Having narrowly edged NTT DoCoMo last quarter for the first time, Verizon Wireless maintained its number one ranking for the 1H 2010 in terms of the operator with the most mobile data revenues (though the difference was thinner than the amoeba membrane). The total wireless connections for Verizon were almost 100M with 92.1M being the traditional subscriber base. Rest of the 3 top US operators also maintained leading positions amongst the top 10 global mobile data operators.
Sprint had the first positive netadd quarter in 3 years and has been slowly and steadily turning the ship around. T-Mobile did better on the postpaid netadds but overall additions declined again. The larger question for the market is if 4 large players can stay competitive. Generally, the answer is no. But these are different times and there are a number of permutations and combinations that are possible.
The US subscription penetration crossed 95% at the end of Q2 2010. If we take out the demographics of 5 yrs and younger, the mobile penetration is now past 100%. While the traditional net-adds have been slowing, the "connected device" segment is picking up so much that both AT&T and Verizon added more connected devices than postpaid subs in Q2 2010. Given the slow postpaid growth, operators are fiercely competing in prepaid, enterprise, connected devices, and M2M segments.

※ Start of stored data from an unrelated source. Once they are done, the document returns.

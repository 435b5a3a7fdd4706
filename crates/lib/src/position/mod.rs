//! Fractional ordering keys for list children.
//!
//! A [`Position`] is a non-empty string over the printable ASCII range
//! `' '..='~'`, read as a base-95 fraction in `(0, 1)`: `' '` is digit 0 and
//! `'~'` is digit 94. Lexicographic byte order of positions equals numeric
//! order of the fractions, so a list is simply its children sorted by
//! position. Positions never end in the zero digit, which keeps the key space
//! dense: there is always a position strictly between any two.
//!
//! # Collision avoidance
//!
//! Two clients inserting "at the same place" compute the same midpoint. To keep
//! them apart, generated positions may carry a [`PositionSeed`] suffix that
//! encodes the connection id and a per-connection position clock. Appending the
//! suffix keeps the key strictly between its neighbors (the midpoint is first
//! extended until it is no longer a prefix of the upper bound), and the final
//! order of two concurrent inserts is decided by comparing their suffixes.
//!
//! ```
//! use canopy::position::Position;
//!
//! let a = Position::first();
//! let c = Position::after(&a);
//! let b = Position::between(&a, &c);
//! assert!(a < b && b < c);
//! ```

use std::fmt;

use serde::{Deserialize, Serialize};

/// Smallest byte allowed in a position (digit 0).
pub const MIN_CHAR: u8 = b' ';
/// Largest byte allowed in a position (digit 94).
pub const MAX_CHAR: u8 = b'~';
/// Number of digits in the alphabet.
const BASE: u8 = MAX_CHAR - MIN_CHAR + 1;
/// Seed digits avoid the zero digit so a seeded key never ends in `' '`.
const SEED_BASE: u64 = (BASE - 1) as u64;

/// An immutable, totally ordered list position.
#[derive(Debug, Clone, PartialEq, Eq, Hash, PartialOrd, Ord, Serialize, Deserialize)]
#[serde(try_from = "String", into = "String")]
pub struct Position(String);

/// Error returned when a string is not a valid position.
#[derive(Debug, Clone, PartialEq, Eq, thiserror::Error)]
#[error("Invalid position {value:?}: {reason}")]
pub struct InvalidPosition {
    pub value: String,
    pub reason: &'static str,
}

impl Position {
    /// Parses and validates a position received from the wire.
    pub fn parse(value: impl Into<String>) -> Result<Self, InvalidPosition> {
        let value = value.into();
        if value.is_empty() {
            return Err(InvalidPosition {
                value,
                reason: "empty",
            });
        }
        if value.bytes().any(|b| !(MIN_CHAR..=MAX_CHAR).contains(&b)) {
            return Err(InvalidPosition {
                value,
                reason: "contains characters outside ' '..='~'",
            });
        }
        if value.ends_with(MIN_CHAR as char) {
            return Err(InvalidPosition {
                value,
                reason: "ends with the zero digit",
            });
        }
        Ok(Self(value))
    }

    /// The position given to the first child of an empty list.
    pub fn first() -> Self {
        Self::from_digits(vec![1])
    }

    /// Returns a position strictly after `pos`.
    ///
    /// Bumps the leading digit where possible so that repeated appends stay
    /// one character long for the first 93 items.
    pub fn after(pos: &Position) -> Self {
        let digits = pos.digits();
        if digits[0] < BASE - 1 {
            Self::from_digits(vec![digits[0] + 1])
        } else {
            let mut digits = digits;
            digits.push(1);
            Self::from_digits(digits)
        }
    }

    /// Returns a position strictly before `pos`.
    pub fn before(pos: &Position) -> Self {
        let digits = pos.digits();
        if digits[0] >= 2 {
            Self::from_digits(vec![digits[0] - 1])
        } else {
            Self::from_digits(midpoint(&[], Some(&digits)))
        }
    }

    /// Returns a position strictly between `lo` and `hi`.
    ///
    /// `lo` must sort before `hi`; otherwise a position after `lo` is returned.
    pub fn between(lo: &Position, hi: &Position) -> Self {
        debug_assert!(lo < hi, "between() called with unordered bounds");
        if lo >= hi {
            return Self::after(lo);
        }
        Self::from_digits(midpoint(&lo.digits(), Some(&hi.digits())))
    }

    /// Returns a position between two optional neighbors.
    ///
    /// `None` means an open end of the list.
    pub fn make(lo: Option<&Position>, hi: Option<&Position>) -> Self {
        match (lo, hi) {
            (None, None) => Self::first(),
            (Some(lo), None) => Self::after(lo),
            (None, Some(hi)) => Self::before(hi),
            (Some(lo), Some(hi)) => Self::between(lo, hi),
        }
    }

    /// Like [`Position::make`], then appends the seed suffix.
    ///
    /// The result is still strictly between `lo` and `hi`.
    pub fn make_seeded(lo: Option<&Position>, hi: Option<&Position>, seed: &PositionSeed) -> Self {
        let mut digits = Self::make(lo, hi).digits();
        if let Some(hi) = hi {
            let hi = hi.digits();
            // Any extension of a proper prefix of `hi` could overshoot it
            while hi.starts_with(&digits) {
                digits = midpoint(&digits, Some(&hi));
            }
        }
        digits.extend_from_slice(&seed.digits);
        Self::from_digits(digits)
    }

    pub fn as_str(&self) -> &str {
        &self.0
    }

    fn digits(&self) -> Vec<u8> {
        self.0.bytes().map(|b| b - MIN_CHAR).collect()
    }

    fn from_digits(digits: Vec<u8>) -> Self {
        debug_assert!(!digits.is_empty() && digits.last() != Some(&0));
        Self(digits.into_iter().map(|d| (d + MIN_CHAR) as char).collect())
    }
}

/// Computes a digit string strictly between `lo` and `hi` (`None` = 1.0).
///
/// Both inputs are free of trailing zero digits and `lo < hi`; the result is
/// too.
fn midpoint(lo: &[u8], hi: Option<&[u8]>) -> Vec<u8> {
    let hi = hi.filter(|h| !h.is_empty());
    if let Some(hi) = hi {
        let common = hi
            .iter()
            .enumerate()
            .take_while(|(i, d)| lo.get(*i).copied().unwrap_or(0) == **d)
            .count();
        if common > 0 {
            let mut out = hi[..common].to_vec();
            let lo_rest = lo.get(common..).unwrap_or(&[]);
            out.extend(midpoint(lo_rest, Some(&hi[common..])));
            return out;
        }
    }

    let lo_digit = lo.first().copied().unwrap_or(0);
    let hi_digit = hi.map(|h| h[0]).unwrap_or(BASE);
    if hi_digit - lo_digit > 1 {
        return vec![(lo_digit + hi_digit) / 2];
    }

    // Consecutive leading digits
    match hi {
        Some(hi) if hi.len() > 1 => vec![hi[0]],
        _ => {
            let mut out = vec![lo_digit];
            out.extend(midpoint(lo.get(1..).unwrap_or(&[]), None));
            out
        }
    }
}

impl fmt::Display for Position {
    fn fmt(&self, f: &mut fmt::Formatter<'_>) -> fmt::Result {
        f.write_str(&self.0)
    }
}

impl TryFrom<String> for Position {
    type Error = InvalidPosition;

    fn try_from(value: String) -> Result<Self, Self::Error> {
        Self::parse(value)
    }
}

impl TryFrom<&str> for Position {
    type Error = InvalidPosition;

    fn try_from(value: &str) -> Result<Self, Self::Error> {
        Self::parse(value)
    }
}

impl From<Position> for String {
    fn from(pos: Position) -> Self {
        pos.0
    }
}

/// Unique suffix appended to generated positions.
///
/// Encodes `(connection, clock)` with a length digit so that distinct pairs
/// always produce distinct suffixes.
#[derive(Debug, Clone, PartialEq, Eq)]
pub struct PositionSeed {
    digits: Vec<u8>,
}

impl PositionSeed {
    pub fn new(connection: u32, clock: u64) -> Self {
        let connection_digits = encode_seed_number(connection as u64);
        let mut digits = Vec::with_capacity(connection_digits.len() + 4);
        digits.push(connection_digits.len() as u8);
        digits.extend(connection_digits);
        digits.extend(encode_seed_number(clock));
        Self { digits }
    }
}

/// Big-endian base-94 encoding using digits 1..=94.
fn encode_seed_number(mut n: u64) -> Vec<u8> {
    let mut out = Vec::new();
    loop {
        out.push((n % SEED_BASE) as u8 + 1);
        n /= SEED_BASE;
        if n == 0 {
            break;
        }
    }
    out.reverse();
    out
}
//! Object semantics: last writer wins per key.

use std::collections::BTreeMap;

use serde_json::{Map as JsonMap, Value as Json};
use tracing::{trace, warn};

use super::{
    ApplyResult, KeyChange, NodeId, NodeKind, OpId, OpSource, Pool, StorageUpdate, UpdateKind,
    node::{Node, ParentLink, Prop},
};
use crate::{
    Result,
    op::{CreateOp, Op},
};

impl Pool {
    /// Attaches a created node under an object key, replacing what was there.
    pub(crate) fn attach_to_object(&mut self, op: &CreateOp, source: OpSource) -> Result<ApplyResult> {
        let key = op.parent_key.as_str();
        if !self.claim_key(&op.parent_id, key, op.op_id.as_ref(), source) {
            return Ok(ApplyResult::Unmodified);
        }

        let reverse = self.object_key_reverse(&op.parent_id, key)?;
        self.take_object_key(&op.parent_id, key)?;
        self.insert_node(
            Node::from_create(op.id.clone(), &op.kind),
            ParentLink {
                id: op.parent_id.clone(),
                key: key.to_string(),
            },
        );
        self.object_mut(&op.parent_id)?
            .props
            .insert(key.to_string(), Prop::Node(op.id.clone()));
        self.invalidate(&op.parent_id);

        let update = StorageUpdate::object(
            op.parent_id.clone(),
            self.path(&op.parent_id),
            key,
            KeyChange::Updated,
        );
        Ok(ApplyResult::modified(update, reverse))
    }

    pub(crate) fn apply_update_object(
        &mut self,
        id: &NodeId,
        data: &JsonMap<String, Json>,
        op_id: Option<&OpId>,
        source: OpSource,
    ) -> Result<ApplyResult> {
        if !self.is_object(id) {
            return Ok(ApplyResult::Unmodified);
        }

        let mut keys = BTreeMap::new();
        let mut previous = JsonMap::new();
        let mut reverse = Vec::new();
        for (key, value) in data {
            if !self.claim_key(id, key, op_id, source) {
                continue;
            }
            match self.object(id)?.props.get(key) {
                Some(Prop::Value(old)) => {
                    previous.insert(key.clone(), old.clone());
                }
                Some(Prop::Node(_)) | None => reverse.extend(self.object_key_reverse(id, key)?),
            }
            self.take_object_key(id, key)?;
            self.object_mut(id)?
                .props
                .insert(key.clone(), Prop::Value(value.clone()));
            keys.insert(key.clone(), KeyChange::Updated);
        }

        if keys.is_empty() {
            return Ok(ApplyResult::Unmodified);
        }
        if !previous.is_empty() {
            reverse.insert(
                0,
                Op::UpdateObject {
                    op_id: None,
                    id: id.clone(),
                    data: previous,
                },
            );
        }
        self.invalidate(id);
        trace!(node = %id, keys = keys.len(), "Updated object");

        let update = StorageUpdate {
            node: id.clone(),
            kind: UpdateKind::Object(keys),
            path: self.path(id),
        };
        Ok(ApplyResult::modified(update, reverse))
    }

    pub(crate) fn apply_delete_object_key(
        &mut self,
        id: &NodeId,
        key: &str,
        op_id: Option<&OpId>,
        source: OpSource,
    ) -> Result<ApplyResult> {
        if !self.is_object(id) || !self.object(id)?.props.contains_key(key) {
            return Ok(ApplyResult::Unmodified);
        }
        if !self.claim_key(id, key, op_id, source) {
            return Ok(ApplyResult::Unmodified);
        }

        let reverse = self.object_key_reverse(id, key)?;
        self.take_object_key(id, key)?;
        self.invalidate(id);

        let update = StorageUpdate::object(id.clone(), self.path(id), key, KeyChange::Deleted);
        Ok(ApplyResult::modified(update, reverse))
    }

    fn is_object(&self, id: &NodeId) -> bool {
        match self.get(id).map(Node::kind) {
            Some(NodeKind::Object) => true,
            Some(kind) => {
                warn!(node = %id, kind = kind.name(), "Object op targets a non-object, ignoring");
                false
            }
            None => {
                warn!(node = %id, "Object op targets an unknown node, ignoring");
                false
            }
        }
    }

    /// Ops restoring `key` of an object to its current content.
    fn object_key_reverse(&self, id: &NodeId, key: &str) -> Result<Vec<Op>> {
        Ok(match self.object(id)?.props.get(key) {
            Some(Prop::Value(value)) => vec![Op::UpdateObject {
                op_id: None,
                id: id.clone(),
                data: JsonMap::from_iter([(key.to_string(), value.clone())]),
            }],
            Some(Prop::Node(child)) => self.subtree_ops(child)?,
            None => vec![Op::DeleteObjectKey {
                op_id: None,
                id: id.clone(),
                key: key.to_string(),
            }],
        })
    }

    /// Removes a property, dropping the child subtree if it held a node.
    fn take_object_key(&mut self, id: &NodeId, key: &str) -> Result<Option<Prop>> {
        let previous = self.object_mut(id)?.props.remove(key);
        if let Some(Prop::Node(child)) = &previous {
            self.remove_subtree(child);
        }
        Ok(previous)
    }
}
//! Resynchronization after a lost connection.

use canopy::{LiveValue, NodeId, room::SubscribeOptions};
use serde_json::json;

use crate::helpers::*;

fn network_with_list(clients: usize) -> (Network, NodeId) {
    let mut network = Network::with_setup(clients, |room| {
        room.object_set(&NodeId::root(), "items", LiveValue::list(["seed"]))
            .unwrap();
    });
    let list = network.room(0).child(&NodeId::root(), "items").unwrap().unwrap();
    (network, list)
}

#[test]
fn test_offline_edits_replay_on_top_of_server_state() {
    let (mut network, list) = network_with_list(2);
    network.disconnect(0);

    network.room(0).list_push(&list, "mine").unwrap();
    network.room(0).object_set(&NodeId::root(), "note", "offline").unwrap();
    network.room(1).list_push(&list, "theirs").unwrap();
    network.room(1).object_set(&NodeId::root(), "title", "shared").unwrap();
    network.sync();
    assert_eq!(root_json(&network.observer).get("note"), None);

    network.reconnect(0);
    // Local view already shows both sides before the replay is acked.
    let local = root_json(&network.clients[0].room);
    assert_eq!(local["note"], json!("offline"));
    assert_eq!(local["title"], json!("shared"));
    assert_eq!(network.clients[0].room.pending().len(), 2);

    network.sync();
    network.assert_converged();
    assert_eq!(network.observer.list_len(&list).unwrap(), 3);
}

#[test]
fn test_ops_the_server_already_has_are_not_replayed() {
    let (mut network, list) = network_with_list(2);
    network.room(0).list_push(&list, "a").unwrap();

    // The server sequences the push, but the echo never reaches client 0.
    let ops = network.take_outgoing(0);
    network.disconnect(0);
    network.broadcast(&ops);

    network.reconnect(0);
    assert!(network.clients[0].room.pending().is_empty());
    network.sync();
    network.assert_converged();
    assert_eq!(list_json(&network.observer, &list), json!(["seed", "a"]));
}

#[test]
fn test_server_state_overrides_stale_local_state() {
    let (mut network, list) = network_with_list(2);
    let seed = network.room(0).list_child(&list, 0).unwrap().unwrap();
    network.disconnect(0);

    network.room(1).list_delete(&list, 0).unwrap();
    network.room(1).object_set(&NodeId::root(), "items", 5).unwrap();
    network.sync();

    let recorded = record_updates(network.room(0), &NodeId::root(), SubscribeOptions::deep());
    network.reconnect(0);

    assert!(!network.clients[0].room.contains(&seed));
    assert!(!network.clients[0].room.contains(&list));
    assert_eq!(root_json(&network.clients[0].room), json!({"items": 5}));
    assert_eq!(recorded.borrow().len(), 1);
    network.assert_converged();
}

#[test]
fn test_pending_ops_into_deleted_nodes_are_dropped() {
    let (mut network, list) = network_with_list(2);
    network.disconnect(0);

    network.room(0).list_push(&list, "lost").unwrap();
    network.room(1).object_delete(&NodeId::root(), "items").unwrap();
    network.sync();

    network.reconnect(0);
    assert!(network.clients[0].room.pending().is_empty());
    network.sync();
    network.assert_converged();
    assert_eq!(root_json(&network.observer), json!({}));
}

#[test]
fn test_replayed_moves_keep_their_intent() {
    let (mut network, list) = network_with_list(2);
    for value in ["a", "b"] {
        network.room(1).list_push(&list, value).unwrap();
    }
    network.sync();
    network.disconnect(0);

    // ["seed", "a", "b"]: client 0 moves "seed" last, client 1 adds "c".
    network.room(0).list_move(&list, 0, 2).unwrap();
    network.room(1).list_push(&list, "c").unwrap();
    network.sync();

    network.reconnect(0);
    network.sync();
    network.assert_converged();
    // "seed" and "c" both landed after "b"; their relative order depends on
    // the position seeds, but the move survived the resync.
    let items = list_json(&network.observer, &list);
    assert_eq!(items.as_array().unwrap().len(), 4);
    assert_eq!(items[0], json!("a"));
    assert_eq!(items[1], json!("b"));
}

Data traffic continued to increase across all networks. By 1H 2010, the average US consumer was consuming approximately 230 MB/mo up 50% in 6 months. US has become ground zero for mobile broadband consumption and data traffic management evolution. While it lags Japan and Korea in 3G penetration by a distance, due to higher penetration of smartphones and datacards, the consumption is much higher than its Asian counterparts. Given that it is also becoming the largest deployment base for HSPA+ and LTE, most of the cutting edge research in areas of data management and experimentation with policy, regulations, strategy, and business models is taking place in the networks of the US operators and keenly watched by players across the global ecosystem.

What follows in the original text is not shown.